• Your instructions
There is one span to output from the data below: the lines starting at the line with "header has no" and ending at the line with "let body = table.body();". Output it exactly, ends included, nothing more.

(Supplied records Opens)

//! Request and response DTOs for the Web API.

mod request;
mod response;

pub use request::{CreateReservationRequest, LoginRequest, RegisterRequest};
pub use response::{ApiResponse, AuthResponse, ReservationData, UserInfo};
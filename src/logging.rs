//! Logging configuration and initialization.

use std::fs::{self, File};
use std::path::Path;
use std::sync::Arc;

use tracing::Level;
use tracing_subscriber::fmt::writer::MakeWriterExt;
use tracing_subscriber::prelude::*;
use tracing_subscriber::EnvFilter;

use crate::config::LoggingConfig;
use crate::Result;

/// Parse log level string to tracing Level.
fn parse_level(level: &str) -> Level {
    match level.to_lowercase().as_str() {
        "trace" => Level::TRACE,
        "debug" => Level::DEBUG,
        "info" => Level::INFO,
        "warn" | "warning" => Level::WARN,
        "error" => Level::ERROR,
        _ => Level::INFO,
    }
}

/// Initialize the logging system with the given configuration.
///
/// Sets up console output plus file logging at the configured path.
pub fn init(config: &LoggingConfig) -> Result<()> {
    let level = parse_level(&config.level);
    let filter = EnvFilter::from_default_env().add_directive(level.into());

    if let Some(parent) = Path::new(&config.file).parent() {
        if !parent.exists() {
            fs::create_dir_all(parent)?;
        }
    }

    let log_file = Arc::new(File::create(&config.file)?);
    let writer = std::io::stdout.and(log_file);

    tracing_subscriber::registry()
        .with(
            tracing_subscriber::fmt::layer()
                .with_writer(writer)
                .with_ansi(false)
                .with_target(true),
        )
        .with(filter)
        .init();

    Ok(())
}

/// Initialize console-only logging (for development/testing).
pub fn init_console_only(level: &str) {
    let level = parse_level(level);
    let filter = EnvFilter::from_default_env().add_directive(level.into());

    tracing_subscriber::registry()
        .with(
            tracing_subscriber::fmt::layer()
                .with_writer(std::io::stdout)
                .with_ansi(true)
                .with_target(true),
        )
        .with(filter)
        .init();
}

(Supplied records Closes)
(Supplied records Opens)

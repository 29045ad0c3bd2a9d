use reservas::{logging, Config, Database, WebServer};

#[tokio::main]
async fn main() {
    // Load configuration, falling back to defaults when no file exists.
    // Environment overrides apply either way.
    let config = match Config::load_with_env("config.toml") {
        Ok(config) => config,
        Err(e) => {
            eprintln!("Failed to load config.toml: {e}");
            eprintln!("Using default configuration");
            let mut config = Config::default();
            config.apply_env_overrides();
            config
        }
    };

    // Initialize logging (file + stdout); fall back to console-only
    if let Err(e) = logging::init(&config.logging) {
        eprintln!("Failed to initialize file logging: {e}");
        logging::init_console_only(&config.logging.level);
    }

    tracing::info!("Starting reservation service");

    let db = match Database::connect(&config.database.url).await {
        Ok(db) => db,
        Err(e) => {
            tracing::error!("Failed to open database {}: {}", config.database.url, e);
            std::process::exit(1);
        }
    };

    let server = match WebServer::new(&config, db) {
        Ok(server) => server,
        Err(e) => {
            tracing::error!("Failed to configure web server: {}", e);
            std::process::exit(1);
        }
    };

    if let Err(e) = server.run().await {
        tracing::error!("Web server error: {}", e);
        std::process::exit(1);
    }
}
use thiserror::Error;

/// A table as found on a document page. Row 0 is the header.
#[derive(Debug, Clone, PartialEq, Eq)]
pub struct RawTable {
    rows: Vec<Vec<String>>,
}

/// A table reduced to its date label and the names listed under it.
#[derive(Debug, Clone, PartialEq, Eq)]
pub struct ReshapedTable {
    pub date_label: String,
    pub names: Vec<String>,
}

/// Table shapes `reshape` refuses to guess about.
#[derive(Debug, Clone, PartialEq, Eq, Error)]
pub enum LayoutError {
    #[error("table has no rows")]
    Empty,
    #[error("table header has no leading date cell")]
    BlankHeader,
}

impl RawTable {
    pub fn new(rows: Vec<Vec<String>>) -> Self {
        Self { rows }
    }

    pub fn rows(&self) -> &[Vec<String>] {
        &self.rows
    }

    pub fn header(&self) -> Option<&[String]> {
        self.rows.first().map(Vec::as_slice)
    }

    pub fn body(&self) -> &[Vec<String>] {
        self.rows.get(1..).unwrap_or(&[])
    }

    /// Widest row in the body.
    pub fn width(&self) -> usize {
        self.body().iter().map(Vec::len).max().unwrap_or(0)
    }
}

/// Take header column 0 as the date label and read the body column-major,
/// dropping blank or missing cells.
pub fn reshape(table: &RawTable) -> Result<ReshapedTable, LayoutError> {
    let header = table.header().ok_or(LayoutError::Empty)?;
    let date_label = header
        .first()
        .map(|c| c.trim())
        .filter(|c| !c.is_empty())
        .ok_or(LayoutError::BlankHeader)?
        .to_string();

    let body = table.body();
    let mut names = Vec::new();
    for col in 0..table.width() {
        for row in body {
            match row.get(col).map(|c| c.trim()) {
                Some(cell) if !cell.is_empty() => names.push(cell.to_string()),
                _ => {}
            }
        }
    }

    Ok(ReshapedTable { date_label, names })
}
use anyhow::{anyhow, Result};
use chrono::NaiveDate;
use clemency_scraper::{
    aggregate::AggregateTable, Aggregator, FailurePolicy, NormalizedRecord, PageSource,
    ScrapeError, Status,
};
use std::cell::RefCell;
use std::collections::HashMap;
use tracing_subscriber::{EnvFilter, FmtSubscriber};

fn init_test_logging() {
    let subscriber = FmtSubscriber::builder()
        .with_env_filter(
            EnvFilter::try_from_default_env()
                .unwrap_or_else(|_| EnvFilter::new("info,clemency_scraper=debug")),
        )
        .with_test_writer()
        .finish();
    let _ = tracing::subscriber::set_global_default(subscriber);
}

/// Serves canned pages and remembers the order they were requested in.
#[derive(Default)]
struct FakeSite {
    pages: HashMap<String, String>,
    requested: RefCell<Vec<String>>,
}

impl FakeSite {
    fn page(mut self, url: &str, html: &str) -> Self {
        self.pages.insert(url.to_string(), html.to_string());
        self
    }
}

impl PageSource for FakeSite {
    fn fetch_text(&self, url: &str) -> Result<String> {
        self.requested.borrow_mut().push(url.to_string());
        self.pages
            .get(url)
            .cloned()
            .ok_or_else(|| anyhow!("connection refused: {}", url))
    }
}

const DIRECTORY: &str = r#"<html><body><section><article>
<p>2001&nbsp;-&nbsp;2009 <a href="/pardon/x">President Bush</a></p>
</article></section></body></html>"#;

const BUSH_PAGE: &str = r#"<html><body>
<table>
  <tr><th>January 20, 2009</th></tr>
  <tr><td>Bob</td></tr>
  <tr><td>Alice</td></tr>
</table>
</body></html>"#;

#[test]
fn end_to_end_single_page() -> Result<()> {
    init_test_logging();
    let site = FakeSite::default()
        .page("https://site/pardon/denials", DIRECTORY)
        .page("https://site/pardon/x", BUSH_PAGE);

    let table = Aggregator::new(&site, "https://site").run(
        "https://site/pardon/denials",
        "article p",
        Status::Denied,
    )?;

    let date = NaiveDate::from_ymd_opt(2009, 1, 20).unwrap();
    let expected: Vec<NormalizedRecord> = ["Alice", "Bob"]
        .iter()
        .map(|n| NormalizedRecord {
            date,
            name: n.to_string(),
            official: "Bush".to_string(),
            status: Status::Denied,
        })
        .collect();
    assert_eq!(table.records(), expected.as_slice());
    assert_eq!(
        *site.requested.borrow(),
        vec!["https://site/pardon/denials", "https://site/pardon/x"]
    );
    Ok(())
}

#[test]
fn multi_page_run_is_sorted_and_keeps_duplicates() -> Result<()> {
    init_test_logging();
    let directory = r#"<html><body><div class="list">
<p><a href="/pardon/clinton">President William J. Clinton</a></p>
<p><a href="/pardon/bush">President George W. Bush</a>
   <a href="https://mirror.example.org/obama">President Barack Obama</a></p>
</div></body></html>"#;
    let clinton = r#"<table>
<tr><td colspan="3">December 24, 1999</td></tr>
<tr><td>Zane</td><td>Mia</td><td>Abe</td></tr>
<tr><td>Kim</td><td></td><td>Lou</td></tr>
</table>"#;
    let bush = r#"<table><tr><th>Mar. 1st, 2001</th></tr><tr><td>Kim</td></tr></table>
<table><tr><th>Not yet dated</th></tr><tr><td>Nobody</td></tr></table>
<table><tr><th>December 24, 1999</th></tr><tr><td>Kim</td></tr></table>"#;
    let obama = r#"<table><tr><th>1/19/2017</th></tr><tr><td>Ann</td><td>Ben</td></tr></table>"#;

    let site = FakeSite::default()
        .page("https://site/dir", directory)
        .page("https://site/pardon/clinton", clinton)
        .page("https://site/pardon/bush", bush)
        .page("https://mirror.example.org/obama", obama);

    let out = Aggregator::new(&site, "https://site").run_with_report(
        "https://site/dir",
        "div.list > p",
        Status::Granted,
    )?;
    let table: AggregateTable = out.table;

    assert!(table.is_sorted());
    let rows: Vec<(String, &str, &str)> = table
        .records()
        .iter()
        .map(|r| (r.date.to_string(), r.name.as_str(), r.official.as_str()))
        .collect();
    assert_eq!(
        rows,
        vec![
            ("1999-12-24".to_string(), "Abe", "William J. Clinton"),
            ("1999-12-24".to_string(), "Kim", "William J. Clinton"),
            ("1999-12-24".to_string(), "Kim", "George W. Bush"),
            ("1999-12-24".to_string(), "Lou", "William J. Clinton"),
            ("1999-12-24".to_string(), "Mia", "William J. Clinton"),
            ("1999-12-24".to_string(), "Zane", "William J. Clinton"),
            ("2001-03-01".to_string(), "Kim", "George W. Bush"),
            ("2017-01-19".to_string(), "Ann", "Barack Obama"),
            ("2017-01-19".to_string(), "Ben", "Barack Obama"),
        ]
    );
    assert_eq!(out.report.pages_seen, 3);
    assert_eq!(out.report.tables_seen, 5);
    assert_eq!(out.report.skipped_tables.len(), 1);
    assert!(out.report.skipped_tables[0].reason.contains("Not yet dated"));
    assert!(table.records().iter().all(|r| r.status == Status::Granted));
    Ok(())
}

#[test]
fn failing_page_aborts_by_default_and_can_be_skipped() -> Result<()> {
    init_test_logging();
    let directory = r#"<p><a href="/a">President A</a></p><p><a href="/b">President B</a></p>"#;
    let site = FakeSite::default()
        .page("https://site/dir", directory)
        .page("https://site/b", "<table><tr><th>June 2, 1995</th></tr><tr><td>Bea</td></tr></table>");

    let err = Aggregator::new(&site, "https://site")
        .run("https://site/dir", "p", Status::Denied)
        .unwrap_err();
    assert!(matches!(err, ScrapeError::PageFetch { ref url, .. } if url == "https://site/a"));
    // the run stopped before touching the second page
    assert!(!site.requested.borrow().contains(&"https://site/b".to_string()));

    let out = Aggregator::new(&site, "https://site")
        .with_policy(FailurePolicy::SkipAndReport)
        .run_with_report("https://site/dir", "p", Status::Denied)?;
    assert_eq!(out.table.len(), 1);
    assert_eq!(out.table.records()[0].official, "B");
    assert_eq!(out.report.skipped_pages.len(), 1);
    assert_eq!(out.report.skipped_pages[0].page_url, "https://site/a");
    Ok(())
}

(Supplied records Closes)
(Supplied records Opens)

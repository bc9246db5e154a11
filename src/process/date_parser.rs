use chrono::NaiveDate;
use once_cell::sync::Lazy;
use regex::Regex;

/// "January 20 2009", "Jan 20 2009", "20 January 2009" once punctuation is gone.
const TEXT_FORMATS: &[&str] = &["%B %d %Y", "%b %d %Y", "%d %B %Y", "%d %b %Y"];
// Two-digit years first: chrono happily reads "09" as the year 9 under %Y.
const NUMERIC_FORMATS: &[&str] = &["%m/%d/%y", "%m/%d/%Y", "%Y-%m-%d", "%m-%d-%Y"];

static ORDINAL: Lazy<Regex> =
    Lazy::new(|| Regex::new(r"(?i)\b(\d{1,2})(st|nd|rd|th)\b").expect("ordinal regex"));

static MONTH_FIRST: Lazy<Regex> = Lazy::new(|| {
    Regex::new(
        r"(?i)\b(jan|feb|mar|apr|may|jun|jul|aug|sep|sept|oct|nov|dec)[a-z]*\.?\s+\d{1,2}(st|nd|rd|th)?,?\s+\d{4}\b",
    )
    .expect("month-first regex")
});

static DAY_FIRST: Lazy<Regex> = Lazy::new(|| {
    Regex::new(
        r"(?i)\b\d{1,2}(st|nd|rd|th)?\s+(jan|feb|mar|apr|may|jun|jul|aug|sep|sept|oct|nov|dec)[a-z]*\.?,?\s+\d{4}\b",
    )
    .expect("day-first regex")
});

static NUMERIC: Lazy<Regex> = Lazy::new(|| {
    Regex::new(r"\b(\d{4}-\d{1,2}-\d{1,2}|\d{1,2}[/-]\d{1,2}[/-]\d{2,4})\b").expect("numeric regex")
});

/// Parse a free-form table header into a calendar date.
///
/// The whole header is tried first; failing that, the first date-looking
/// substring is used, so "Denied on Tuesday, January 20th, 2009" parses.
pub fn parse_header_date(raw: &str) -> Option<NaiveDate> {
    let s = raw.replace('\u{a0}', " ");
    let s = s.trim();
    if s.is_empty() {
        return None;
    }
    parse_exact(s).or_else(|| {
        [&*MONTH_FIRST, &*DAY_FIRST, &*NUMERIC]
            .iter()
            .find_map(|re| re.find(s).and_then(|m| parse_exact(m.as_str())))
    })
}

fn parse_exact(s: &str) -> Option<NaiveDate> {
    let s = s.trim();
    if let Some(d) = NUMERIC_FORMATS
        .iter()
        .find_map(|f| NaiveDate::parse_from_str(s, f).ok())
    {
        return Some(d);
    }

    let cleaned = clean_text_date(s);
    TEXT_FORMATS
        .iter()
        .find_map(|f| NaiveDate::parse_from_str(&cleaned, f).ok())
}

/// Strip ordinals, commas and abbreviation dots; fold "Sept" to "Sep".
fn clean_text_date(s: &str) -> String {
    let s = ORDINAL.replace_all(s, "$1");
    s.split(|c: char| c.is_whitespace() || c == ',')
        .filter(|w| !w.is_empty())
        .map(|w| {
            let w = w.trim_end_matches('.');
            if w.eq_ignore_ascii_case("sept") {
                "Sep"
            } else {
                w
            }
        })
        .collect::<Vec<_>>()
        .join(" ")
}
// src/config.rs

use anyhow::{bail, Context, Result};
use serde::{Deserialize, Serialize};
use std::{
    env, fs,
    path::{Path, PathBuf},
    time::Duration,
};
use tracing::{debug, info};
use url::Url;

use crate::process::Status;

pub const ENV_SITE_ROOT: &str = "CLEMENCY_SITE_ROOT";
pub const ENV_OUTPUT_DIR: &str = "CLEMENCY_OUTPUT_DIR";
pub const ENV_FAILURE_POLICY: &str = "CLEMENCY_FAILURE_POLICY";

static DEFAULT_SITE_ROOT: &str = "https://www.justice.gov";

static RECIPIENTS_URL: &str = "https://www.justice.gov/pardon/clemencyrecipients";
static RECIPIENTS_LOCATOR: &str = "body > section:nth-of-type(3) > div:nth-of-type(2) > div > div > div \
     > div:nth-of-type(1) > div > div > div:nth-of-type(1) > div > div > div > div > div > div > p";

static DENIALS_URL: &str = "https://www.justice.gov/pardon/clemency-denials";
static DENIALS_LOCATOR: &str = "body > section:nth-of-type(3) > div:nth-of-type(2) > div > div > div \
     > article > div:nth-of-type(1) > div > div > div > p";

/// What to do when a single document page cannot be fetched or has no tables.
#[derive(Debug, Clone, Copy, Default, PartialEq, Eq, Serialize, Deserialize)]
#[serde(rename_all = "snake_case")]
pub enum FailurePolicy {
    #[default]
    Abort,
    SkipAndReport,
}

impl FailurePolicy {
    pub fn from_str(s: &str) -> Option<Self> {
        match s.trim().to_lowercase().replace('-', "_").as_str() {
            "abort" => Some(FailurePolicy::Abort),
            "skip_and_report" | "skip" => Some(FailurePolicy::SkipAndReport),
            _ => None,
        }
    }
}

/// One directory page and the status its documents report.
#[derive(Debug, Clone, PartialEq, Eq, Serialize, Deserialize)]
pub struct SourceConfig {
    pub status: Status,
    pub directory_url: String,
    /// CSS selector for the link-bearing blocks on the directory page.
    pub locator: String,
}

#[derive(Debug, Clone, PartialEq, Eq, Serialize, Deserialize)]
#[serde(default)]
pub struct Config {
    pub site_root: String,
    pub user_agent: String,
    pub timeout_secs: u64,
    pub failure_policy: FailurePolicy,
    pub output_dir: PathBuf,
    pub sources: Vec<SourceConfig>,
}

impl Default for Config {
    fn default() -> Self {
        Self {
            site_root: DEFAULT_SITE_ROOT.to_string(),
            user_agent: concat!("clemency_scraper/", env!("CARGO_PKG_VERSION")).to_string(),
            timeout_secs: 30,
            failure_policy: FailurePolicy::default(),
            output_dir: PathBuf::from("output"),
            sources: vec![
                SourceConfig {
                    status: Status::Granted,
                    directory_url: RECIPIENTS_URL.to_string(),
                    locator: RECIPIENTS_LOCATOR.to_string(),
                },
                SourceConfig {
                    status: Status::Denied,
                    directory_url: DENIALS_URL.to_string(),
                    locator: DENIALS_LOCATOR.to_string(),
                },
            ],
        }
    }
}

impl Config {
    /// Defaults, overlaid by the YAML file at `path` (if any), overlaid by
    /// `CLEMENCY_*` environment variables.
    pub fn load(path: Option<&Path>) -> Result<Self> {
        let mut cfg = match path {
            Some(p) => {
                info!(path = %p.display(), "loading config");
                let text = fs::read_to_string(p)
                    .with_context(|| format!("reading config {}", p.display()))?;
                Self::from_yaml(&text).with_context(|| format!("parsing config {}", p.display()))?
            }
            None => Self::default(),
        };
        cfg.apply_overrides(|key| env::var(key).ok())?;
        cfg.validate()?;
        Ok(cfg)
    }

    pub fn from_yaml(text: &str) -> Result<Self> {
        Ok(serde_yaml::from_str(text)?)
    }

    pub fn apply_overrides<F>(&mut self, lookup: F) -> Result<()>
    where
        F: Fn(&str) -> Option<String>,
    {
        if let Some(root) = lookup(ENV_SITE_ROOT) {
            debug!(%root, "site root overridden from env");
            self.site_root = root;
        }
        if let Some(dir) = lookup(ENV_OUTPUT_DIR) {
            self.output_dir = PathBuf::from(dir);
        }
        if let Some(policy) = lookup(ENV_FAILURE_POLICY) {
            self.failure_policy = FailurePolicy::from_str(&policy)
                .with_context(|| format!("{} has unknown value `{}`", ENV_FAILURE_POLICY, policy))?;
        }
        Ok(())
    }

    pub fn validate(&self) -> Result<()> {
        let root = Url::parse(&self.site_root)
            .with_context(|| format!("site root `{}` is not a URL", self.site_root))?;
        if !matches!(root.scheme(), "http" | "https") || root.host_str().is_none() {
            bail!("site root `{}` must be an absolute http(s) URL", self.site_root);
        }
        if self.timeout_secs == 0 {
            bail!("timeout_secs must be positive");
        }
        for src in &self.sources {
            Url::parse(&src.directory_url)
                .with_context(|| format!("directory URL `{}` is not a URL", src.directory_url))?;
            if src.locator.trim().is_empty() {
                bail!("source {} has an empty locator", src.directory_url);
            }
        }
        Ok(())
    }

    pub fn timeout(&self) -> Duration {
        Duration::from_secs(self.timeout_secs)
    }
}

(Supplied records Closes)

• Solution to this exercise
    #[error("table header has no leading date cell")]
    BlankHeader,
}

impl RawTable {
    pub fn new(rows: Vec<Vec<String>>) -> Self {
        Self { rows }
    }

    pub fn rows(&self) -> &[Vec<String>] {
        &self.rows
    }

    pub fn header(&self) -> Option<&[String]> {
        self.rows.first().map(Vec::as_slice)
    }

    pub fn body(&self) -> &[Vec<String>] {
        self.rows.get(1..).unwrap_or(&[])
    }

    /// Widest row in the body.
    pub fn width(&self) -> usize {
        self.body().iter().map(Vec::len).max().unwrap_or(0)
    }
}

/// Take header column 0 as the date label and read the body column-major,
/// dropping blank or missing cells.
pub fn reshape(table: &RawTable) -> Result<ReshapedTable, LayoutError> {
    let header = table.header().ok_or(LayoutError::Empty)?;
    let date_label = header
        .first()
        .map(|c| c.trim())
        .filter(|c| !c.is_empty())
        .ok_or(LayoutError::BlankHeader)?
        .to_string();

    let body = table.body();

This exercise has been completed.